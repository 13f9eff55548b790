// Copyright (c) 2025 Felix Kahle.
//
// Permission is hereby granted, free of charge, to any person obtaining
// a copy of this software and associated documentation files (the
// "Software"), to deal in the Software without restriction, including
// without limitation the rights to use, copy, modify, merge, publish,
// distribute, sublicense, and/or sell copies of the Software, and to
// permit persons to whom the Software is furnished to do so, subject to
// the following conditions:
//
// The above copyright notice and this permission notice shall be
// included in all copies or substantial portions of the Software.
//
// THE SOFTWARE IS PROVIDED "AS IS", WITHOUT WARRANTY OF ANY KIND,
// EXPRESS OR IMPLIED, INCLUDING BUT NOT LIMITED TO THE WARRANTIES OF
// MERCHANTABILITY, FITNESS FOR A PARTICULAR PURPOSE AND
// NONINFRINGEMENT. IN NO EVENT SHALL THE AUTHORS OR COPYRIGHT HOLDERS BE
// LIABLE FOR ANY CLAIM, DAMAGES OR OTHER LIABILITY, WHETHER IN AN ACTION
// OF CONTRACT, TORT OR OTHERWISE, ARISING FROM, OUT OF OR IN CONNECTION
// WITH THE SOFTWARE OR THE USE OR OTHER DEALINGS IN THE SOFTWARE.

//! # Search Monitors
//!
//! Observers and controllers for the lifecycle of a retrying search. The
//! retry loop asks its monitors for a `SearchCommand` before every attempt,
//! so budgets are enforced between attempts and never inside one.
//!
//! ## Submodules
//!
//! - `search_monitor`: The `SearchMonitor` trait, `SearchCommand` and the
//!   per-attempt `Attempt` record.
//! - `composite`: Aggregates several monitors; the first termination wins.
//! - `time_limit`: Wall-clock budget read through an injectable `Clock`.
//! - `attempt_limit`: Caps the number of randomized attempts.
//! - `log`: Progress reporting through `tracing`.

pub mod attempt_limit;
pub mod composite;
pub mod log;
pub mod search_monitor;
pub mod time_limit;
// Copyright (c) 2025 Felix Kahle.
//
// Permission is hereby granted, free of charge, to any person obtaining
// a copy of this software and associated documentation files (the
// "Software"), to deal in the Software without restriction, including
// without limitation the rights to use, copy, modify, merge, publish,
// distribute, sublicense, and/or sell copies of the Software, and to
// permit persons to whom the Software is furnished to do so, subject to
// the following conditions:
//
// The above copyright notice and this permission notice shall be
// included in all copies or substantial portions of the Software.
//
// THE SOFTWARE IS PROVIDED "AS IS", WITHOUT WARRANTY OF ANY KIND,
// EXPRESS OR IMPLIED, INCLUDING BUT NOT LIMITED TO THE WARRANTIES OF
// MERCHANTABILITY, FITNESS FOR A PARTICULAR PURPOSE AND
// NONINFRINGEMENT. IN NO EVENT SHALL THE AUTHORS OR COPYRIGHT HOLDERS BE
// LIABLE FOR ANY CLAIM, DAMAGES OR OTHER LIABILITY, WHETHER IN AN ACTION
// OF CONTRACT, TORT OR OTHERWISE, ARISING FROM, OUT OF OR IN CONNECTION
// WITH THE SOFTWARE OR THE USE OR OTHER DEALINGS IN THE SOFTWARE.

//! # RGBA Colors
//!
//! An 8-bit-per-channel color value. Squares carry one, grid cells record one
//! for their fill and border layers, and filler squares use
//! `Rgba::TRANSPARENT` by convention so a renderer can skip them.

/// An 8-bit-per-channel, straight-alpha RGBA color.
#[derive(Clone, Copy, PartialEq, Eq, Hash, Debug, Default)]
pub struct Rgba {
    pub r: u8,
    pub g: u8,
    pub b: u8,
    pub a: u8,
}

impl Rgba {
    pub const TRANSPARENT: Rgba = Rgba::new(0, 0, 0, 0);
    pub const BLACK: Rgba = Rgba::opaque(0x00, 0x00, 0x00);
    pub const WHITE: Rgba = Rgba::opaque(0xFF, 0xFF, 0xFF);
    pub const RED: Rgba = Rgba::opaque(0xFF, 0x00, 0x00);
    pub const GREEN: Rgba = Rgba::opaque(0x00, 0xFF, 0x00);
    pub const BLUE: Rgba = Rgba::opaque(0x00, 0x00, 0xFF);
    pub const YELLOW: Rgba = Rgba::opaque(0xFF, 0xFF, 0x00);
    pub const MAGENTA: Rgba = Rgba::opaque(0xFF, 0x00, 0xFF);
    pub const CYAN: Rgba = Rgba::opaque(0x00, 0xFF, 0xFF);
    pub const PURPLE_DARK: Rgba = Rgba::opaque(0x66, 0x50, 0xA4);
    pub const PURPLE_LIGHT: Rgba = Rgba::opaque(0xD0, 0xBC, 0xFF);
    pub const ORANGE_DARK: Rgba = Rgba::opaque(0xE6, 0x51, 0x00);
    pub const ORANGE_LIGHT: Rgba = Rgba::opaque(0xFF, 0xB7, 0x4D);
    pub const PINK_DARK: Rgba = Rgba::opaque(0x7D, 0x52, 0x60);
    pub const PINK_LIGHT: Rgba = Rgba::opaque(0xEF, 0xB8, 0xC8);

    /// Creates a color from its four channels.
    #[inline]
    pub const fn new(r: u8, g: u8, b: u8, a: u8) -> Self {
        Self { r, g, b, a }
    }

    /// Creates a fully opaque color.
    #[inline]
    pub const fn opaque(r: u8, g: u8, b: u8) -> Self {
        Self { r, g, b, a: 0xFF }
    }

    /// Returns `true` if the alpha channel is zero.
    #[inline]
    pub const fn is_transparent(&self) -> bool {
        self.a == 0
    }

    /// Composites `other` on top of `self` (source-over).
    ///
    /// A fully transparent `other` leaves `self` untouched.
    pub fn layer(self, other: Rgba) -> Rgba {
        if other.a == 0 {
            return self;
        }

        let a_dst = unit(self.a);
        let a_src = unit(other.a);
        let a_out = a_src + a_dst * (1.0 - a_src);

        let channel = |dst: u8, src: u8| -> u8 {
            let value = (unit(src) * a_src + unit(dst) * a_dst * (1.0 - a_src)) / a_out;
            byte(value)
        };

        Rgba {
            r: channel(self.r, other.r),
            g: channel(self.g, other.g),
            b: channel(self.b, other.b),
            a: byte(a_out),
        }
    }

    /// Mixes two colors by weight, taking each color's alpha into account.
    ///
    /// The channel weights are renormalized so that they sum to one; mixing
    /// with a transparent color therefore does not darken the result. The
    /// resulting alpha is the weighted alpha sum, clamped to opaque.
    pub fn mix(self, weight: f32, other: Rgba, other_weight: f32) -> Rgba {
        let aw_self = unit(self.a) * weight.max(0.0);
        let aw_other = unit(other.a) * other_weight.max(0.0);
        let a = aw_self + aw_other;

        if a <= 0.0 {
            return Rgba::TRANSPARENT;
        }

        let w_self = aw_self / a;
        let w_other = 1.0 - w_self;
        let channel = |lhs: u8, rhs: u8| -> u8 { byte(unit(lhs) * w_self + unit(rhs) * w_other) };

        Rgba {
            r: channel(self.r, other.r),
            g: channel(self.g, other.g),
            b: channel(self.b, other.b),
            a: byte(a),
        }
    }
}

#[inline]
fn unit(channel: u8) -> f32 {
    channel as f32 / 255.0
}

#[inline]
fn byte(value: f32) -> u8 {
    (value.clamp(0.0, 1.0) * 255.0).round() as u8
}

impl From<u32> for Rgba {
    /// Interprets the value as `0xRRGGBBAA`.
    #[inline]
    fn from(value: u32) -> Self {
        let [r, g, b, a] = value.to_be_bytes();
        Rgba { r, g, b, a }
    }
}

impl std::fmt::Display for Rgba {
    fn fmt(&self, f: &mut std::fmt::Formatter<'_>) -> std::fmt::Result {
        write!(f, "#{:02X}{:02X}{:02X}{:02X}", self.r, self.g, self.b, self.a)
    }
}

------------

▶ _Problem to solve_
All that belongs in the answer is an exact copy of the lines from the start of the records above through the line with "retrying search. The".

▶ _Written response_
repository 13f9eff55548b790
// Copyright (c) 2025 Felix Kahle.
//
// Permission is hereby granted, free of charge, to any person obtaining
// a copy of this software and associated documentation files (the
// "Software"), to deal in the Software without restriction, including
// without limitation the rights to use, copy, modify, merge, publish,
// distribute, sublicense, and/or sell copies of the Software, and to
// permit persons to whom the Software is furnished to do so, subject to
// the following conditions:
//
// The above copyright notice and this permission notice shall be
// included in all copies or substantial portions of the Software.
//
// THE SOFTWARE IS PROVIDED "AS IS", WITHOUT WARRANTY OF ANY KIND,
// EXPRESS OR IMPLIED, INCLUDING BUT NOT LIMITED TO THE WARRANTIES OF
// MERCHANTABILITY, FITNESS FOR A PARTICULAR PURPOSE AND
// NONINFRINGEMENT. IN NO EVENT SHALL THE AUTHORS OR COPYRIGHT HOLDERS BE
// LIABLE FOR ANY CLAIM, DAMAGES OR OTHER LIABILITY, WHETHER IN AN ACTION
// OF CONTRACT, TORT OR OTHERWISE, ARISING FROM, OUT OF OR IN CONNECTION
// WITH THE SOFTWARE OR THE USE OR OTHER DEALINGS IN THE SOFTWARE.

//! # Search Monitors
//!
//! Observers and controllers for the lifecycle of a retrying search. The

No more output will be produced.